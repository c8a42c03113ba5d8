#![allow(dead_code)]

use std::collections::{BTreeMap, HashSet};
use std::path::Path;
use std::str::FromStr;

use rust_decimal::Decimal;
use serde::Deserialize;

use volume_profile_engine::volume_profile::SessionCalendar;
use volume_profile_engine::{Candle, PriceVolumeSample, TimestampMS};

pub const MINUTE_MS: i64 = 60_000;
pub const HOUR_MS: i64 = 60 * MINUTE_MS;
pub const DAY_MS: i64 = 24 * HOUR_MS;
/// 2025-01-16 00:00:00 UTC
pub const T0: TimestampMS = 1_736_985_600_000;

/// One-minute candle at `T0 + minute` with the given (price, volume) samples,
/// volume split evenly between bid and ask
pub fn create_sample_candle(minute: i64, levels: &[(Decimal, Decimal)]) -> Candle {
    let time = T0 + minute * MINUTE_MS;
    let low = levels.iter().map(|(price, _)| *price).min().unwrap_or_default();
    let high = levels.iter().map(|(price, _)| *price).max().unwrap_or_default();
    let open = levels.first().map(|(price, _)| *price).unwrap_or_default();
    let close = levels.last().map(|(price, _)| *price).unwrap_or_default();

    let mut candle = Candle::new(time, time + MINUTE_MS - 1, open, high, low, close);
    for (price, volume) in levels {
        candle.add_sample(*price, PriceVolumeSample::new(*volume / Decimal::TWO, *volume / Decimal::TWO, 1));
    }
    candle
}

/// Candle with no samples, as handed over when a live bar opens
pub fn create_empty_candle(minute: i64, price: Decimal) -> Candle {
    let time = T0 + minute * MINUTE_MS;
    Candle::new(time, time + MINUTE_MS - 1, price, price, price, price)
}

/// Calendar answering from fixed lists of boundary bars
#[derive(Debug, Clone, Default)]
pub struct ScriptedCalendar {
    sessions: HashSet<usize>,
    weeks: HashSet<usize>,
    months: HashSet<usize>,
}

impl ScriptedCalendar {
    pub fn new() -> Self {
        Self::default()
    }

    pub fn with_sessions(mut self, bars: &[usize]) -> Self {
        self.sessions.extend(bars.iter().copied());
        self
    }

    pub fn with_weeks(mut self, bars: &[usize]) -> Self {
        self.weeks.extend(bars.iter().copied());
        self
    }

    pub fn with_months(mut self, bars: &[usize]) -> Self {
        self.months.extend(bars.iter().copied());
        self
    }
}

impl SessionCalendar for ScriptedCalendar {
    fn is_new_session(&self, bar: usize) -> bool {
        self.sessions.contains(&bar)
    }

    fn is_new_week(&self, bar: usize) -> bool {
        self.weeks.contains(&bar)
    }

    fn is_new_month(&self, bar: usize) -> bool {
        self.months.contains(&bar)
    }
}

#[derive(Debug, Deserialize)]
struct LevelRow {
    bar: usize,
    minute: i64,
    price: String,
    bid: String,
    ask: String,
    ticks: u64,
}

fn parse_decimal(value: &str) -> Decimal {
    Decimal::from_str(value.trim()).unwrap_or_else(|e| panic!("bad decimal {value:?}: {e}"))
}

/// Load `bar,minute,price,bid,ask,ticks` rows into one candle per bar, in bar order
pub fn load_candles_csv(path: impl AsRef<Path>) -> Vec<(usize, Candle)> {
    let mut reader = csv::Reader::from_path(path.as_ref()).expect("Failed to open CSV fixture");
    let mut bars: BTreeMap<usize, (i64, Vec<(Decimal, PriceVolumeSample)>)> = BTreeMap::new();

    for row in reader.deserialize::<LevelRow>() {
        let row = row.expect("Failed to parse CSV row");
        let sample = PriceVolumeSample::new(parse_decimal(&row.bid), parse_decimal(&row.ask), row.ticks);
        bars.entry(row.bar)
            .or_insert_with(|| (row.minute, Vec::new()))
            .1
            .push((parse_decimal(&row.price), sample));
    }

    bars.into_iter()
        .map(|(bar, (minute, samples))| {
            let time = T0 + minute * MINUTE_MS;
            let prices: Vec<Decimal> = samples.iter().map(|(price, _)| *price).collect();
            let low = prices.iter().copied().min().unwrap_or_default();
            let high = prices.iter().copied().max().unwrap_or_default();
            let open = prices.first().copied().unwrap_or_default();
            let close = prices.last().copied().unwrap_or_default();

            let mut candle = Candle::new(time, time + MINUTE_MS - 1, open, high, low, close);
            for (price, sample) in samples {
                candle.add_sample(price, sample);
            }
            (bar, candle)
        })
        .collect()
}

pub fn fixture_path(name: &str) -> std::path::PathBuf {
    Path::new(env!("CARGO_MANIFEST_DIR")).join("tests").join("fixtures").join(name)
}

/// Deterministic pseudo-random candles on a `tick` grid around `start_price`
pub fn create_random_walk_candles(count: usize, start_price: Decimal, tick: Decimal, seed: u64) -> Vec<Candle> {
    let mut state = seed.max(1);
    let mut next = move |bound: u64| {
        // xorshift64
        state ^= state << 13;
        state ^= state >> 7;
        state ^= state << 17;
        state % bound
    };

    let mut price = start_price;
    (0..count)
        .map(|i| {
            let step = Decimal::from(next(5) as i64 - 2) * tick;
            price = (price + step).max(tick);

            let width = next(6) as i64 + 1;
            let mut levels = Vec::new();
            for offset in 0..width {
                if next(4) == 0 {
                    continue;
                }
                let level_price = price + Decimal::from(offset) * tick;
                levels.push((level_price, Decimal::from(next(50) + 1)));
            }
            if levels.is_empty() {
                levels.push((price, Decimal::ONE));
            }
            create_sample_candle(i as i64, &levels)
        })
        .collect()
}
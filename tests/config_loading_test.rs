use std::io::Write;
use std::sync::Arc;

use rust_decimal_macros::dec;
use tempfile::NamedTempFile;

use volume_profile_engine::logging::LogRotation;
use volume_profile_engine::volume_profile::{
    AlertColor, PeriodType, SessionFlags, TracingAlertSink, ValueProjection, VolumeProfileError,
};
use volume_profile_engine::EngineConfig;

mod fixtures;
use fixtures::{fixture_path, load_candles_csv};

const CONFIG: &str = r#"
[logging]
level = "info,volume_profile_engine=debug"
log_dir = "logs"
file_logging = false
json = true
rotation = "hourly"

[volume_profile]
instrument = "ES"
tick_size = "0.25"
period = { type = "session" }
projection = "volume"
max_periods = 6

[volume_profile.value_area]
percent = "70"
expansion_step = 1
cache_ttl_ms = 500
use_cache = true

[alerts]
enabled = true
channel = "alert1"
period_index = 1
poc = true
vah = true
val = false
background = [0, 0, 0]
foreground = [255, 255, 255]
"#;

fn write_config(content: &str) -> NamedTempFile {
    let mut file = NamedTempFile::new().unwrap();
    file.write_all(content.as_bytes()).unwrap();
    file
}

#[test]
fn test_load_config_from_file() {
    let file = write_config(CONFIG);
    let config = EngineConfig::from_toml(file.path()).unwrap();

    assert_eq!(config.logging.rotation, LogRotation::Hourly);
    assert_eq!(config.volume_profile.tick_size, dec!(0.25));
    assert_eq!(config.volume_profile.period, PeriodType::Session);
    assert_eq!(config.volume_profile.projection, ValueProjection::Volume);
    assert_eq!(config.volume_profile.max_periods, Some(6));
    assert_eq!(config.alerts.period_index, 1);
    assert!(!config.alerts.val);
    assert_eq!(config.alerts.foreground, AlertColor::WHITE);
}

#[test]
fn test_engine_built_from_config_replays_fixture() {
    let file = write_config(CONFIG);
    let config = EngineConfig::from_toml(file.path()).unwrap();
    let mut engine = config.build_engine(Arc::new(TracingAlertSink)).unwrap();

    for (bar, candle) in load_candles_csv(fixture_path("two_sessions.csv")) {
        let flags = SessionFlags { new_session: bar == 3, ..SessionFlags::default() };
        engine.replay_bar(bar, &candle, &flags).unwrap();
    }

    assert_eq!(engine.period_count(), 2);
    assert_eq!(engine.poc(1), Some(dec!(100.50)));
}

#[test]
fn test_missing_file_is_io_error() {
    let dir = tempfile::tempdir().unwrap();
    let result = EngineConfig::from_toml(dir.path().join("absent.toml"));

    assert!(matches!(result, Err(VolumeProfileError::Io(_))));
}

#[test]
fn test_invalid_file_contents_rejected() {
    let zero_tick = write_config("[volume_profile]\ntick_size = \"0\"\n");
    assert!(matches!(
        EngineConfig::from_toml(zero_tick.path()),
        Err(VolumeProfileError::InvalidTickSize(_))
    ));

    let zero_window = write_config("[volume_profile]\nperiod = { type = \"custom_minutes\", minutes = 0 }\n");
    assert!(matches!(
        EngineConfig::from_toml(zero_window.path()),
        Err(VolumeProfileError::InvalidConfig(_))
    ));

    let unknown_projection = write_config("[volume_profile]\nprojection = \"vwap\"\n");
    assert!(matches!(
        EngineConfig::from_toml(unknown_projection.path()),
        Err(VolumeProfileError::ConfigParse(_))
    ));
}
○ ○ ○ ○ ○ ○ ○
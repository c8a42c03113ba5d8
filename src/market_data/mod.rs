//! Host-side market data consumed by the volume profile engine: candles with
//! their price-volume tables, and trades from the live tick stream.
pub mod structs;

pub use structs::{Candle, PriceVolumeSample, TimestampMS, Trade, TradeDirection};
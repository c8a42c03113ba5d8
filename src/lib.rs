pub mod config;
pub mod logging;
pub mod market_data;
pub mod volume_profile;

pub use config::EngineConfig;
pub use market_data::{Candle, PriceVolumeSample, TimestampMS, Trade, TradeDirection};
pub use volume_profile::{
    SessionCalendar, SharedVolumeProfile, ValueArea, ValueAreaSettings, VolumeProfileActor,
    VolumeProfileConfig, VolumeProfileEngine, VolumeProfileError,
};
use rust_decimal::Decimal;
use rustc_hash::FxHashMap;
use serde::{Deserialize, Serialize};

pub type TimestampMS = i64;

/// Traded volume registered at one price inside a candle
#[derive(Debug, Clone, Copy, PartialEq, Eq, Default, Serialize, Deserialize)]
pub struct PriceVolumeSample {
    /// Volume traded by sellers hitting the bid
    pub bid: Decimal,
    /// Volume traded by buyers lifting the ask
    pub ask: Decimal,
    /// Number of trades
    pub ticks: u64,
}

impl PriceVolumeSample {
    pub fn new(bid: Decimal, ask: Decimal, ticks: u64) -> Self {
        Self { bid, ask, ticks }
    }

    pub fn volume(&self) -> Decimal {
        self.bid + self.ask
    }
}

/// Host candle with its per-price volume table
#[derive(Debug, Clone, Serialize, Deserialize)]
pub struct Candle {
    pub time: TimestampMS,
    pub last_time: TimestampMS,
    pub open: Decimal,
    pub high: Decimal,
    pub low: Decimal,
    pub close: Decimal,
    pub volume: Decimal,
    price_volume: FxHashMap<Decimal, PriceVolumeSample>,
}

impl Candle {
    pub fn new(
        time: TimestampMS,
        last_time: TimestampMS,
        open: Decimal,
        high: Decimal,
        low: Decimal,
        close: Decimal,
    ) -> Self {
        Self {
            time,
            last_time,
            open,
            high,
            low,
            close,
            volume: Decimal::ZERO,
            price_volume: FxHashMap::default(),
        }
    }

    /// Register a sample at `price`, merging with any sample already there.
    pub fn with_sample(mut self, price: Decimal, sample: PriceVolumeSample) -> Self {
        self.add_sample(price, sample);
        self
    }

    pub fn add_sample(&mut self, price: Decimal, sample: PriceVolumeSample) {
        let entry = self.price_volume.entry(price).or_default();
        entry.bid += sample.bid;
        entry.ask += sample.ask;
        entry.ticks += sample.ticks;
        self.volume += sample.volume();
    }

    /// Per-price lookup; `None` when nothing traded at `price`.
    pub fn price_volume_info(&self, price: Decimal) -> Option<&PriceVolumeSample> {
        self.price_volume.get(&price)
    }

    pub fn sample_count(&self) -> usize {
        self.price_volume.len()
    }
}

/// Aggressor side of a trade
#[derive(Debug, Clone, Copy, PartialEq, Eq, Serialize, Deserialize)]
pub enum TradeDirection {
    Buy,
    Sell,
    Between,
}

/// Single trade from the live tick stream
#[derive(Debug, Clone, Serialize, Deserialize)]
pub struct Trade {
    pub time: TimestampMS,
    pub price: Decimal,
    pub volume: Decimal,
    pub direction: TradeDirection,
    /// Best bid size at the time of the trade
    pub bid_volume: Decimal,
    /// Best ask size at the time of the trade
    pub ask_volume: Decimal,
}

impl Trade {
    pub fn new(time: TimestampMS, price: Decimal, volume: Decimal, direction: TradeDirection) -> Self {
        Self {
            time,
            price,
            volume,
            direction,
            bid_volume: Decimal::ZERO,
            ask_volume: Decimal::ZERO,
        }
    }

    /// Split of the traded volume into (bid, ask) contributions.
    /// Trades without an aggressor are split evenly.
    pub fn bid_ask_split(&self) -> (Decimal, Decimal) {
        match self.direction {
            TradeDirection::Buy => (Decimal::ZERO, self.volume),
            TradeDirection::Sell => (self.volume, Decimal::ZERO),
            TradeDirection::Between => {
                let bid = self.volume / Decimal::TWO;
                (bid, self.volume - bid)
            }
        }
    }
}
○ ○ ○ ○ ○ ○ ○
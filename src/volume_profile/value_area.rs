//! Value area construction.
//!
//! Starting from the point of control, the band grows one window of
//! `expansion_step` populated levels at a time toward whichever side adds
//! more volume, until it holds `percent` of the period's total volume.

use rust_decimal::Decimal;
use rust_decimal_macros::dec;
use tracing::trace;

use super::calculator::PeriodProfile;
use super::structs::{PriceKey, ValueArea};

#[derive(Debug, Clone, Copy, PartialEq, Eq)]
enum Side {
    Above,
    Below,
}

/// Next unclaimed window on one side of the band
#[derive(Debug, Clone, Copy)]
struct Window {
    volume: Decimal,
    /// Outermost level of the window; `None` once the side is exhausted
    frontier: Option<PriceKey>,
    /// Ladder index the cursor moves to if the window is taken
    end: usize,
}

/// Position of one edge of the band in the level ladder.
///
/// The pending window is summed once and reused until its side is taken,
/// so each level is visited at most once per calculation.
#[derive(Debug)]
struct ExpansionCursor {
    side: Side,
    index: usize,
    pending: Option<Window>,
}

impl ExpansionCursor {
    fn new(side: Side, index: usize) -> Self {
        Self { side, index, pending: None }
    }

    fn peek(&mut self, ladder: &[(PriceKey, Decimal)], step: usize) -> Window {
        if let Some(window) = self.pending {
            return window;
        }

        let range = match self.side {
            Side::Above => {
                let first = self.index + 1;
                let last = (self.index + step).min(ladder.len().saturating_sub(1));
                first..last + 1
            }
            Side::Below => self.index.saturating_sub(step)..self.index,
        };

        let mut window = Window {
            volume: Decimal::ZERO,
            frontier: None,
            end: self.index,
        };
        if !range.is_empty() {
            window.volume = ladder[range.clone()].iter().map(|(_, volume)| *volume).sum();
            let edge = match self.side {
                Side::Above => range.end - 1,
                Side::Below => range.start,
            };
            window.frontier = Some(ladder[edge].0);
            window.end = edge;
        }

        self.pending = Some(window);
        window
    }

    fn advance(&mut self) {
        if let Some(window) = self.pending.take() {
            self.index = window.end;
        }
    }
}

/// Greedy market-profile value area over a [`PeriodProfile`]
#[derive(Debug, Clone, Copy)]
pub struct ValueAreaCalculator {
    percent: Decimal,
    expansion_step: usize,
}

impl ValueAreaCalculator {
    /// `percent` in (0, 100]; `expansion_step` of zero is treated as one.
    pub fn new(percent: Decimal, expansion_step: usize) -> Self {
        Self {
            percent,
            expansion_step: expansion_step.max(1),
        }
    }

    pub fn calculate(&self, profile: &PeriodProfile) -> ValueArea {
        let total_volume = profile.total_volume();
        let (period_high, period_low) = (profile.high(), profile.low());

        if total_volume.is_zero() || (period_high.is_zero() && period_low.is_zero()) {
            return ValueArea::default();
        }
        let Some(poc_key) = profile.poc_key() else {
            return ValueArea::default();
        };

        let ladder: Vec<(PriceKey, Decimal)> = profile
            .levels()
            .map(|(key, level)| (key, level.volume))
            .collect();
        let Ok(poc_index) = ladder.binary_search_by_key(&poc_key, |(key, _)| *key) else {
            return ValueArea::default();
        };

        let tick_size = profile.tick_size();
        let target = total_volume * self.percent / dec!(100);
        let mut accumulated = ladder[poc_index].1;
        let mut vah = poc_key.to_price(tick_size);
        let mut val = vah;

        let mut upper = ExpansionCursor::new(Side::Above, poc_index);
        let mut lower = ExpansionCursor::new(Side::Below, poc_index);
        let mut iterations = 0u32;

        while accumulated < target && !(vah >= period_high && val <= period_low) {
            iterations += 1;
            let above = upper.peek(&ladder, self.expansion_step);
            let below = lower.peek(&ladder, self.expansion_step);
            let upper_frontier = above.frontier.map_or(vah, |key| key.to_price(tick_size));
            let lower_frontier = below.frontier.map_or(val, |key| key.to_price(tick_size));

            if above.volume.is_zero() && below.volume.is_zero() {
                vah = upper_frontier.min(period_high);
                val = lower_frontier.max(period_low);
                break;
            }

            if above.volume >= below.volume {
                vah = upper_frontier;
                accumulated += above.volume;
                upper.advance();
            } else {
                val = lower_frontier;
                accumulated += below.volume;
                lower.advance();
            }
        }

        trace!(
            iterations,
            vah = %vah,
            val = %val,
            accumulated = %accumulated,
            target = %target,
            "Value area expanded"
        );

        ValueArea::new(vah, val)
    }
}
○ ○ ○ ○ ○ ○ ○
▶ **Work request**: A copy of each line above that holds the word "true" is the expected answer.

▶ **Finished task**:
json = true
use_cache = true
enabled = true
poc = true
vah = true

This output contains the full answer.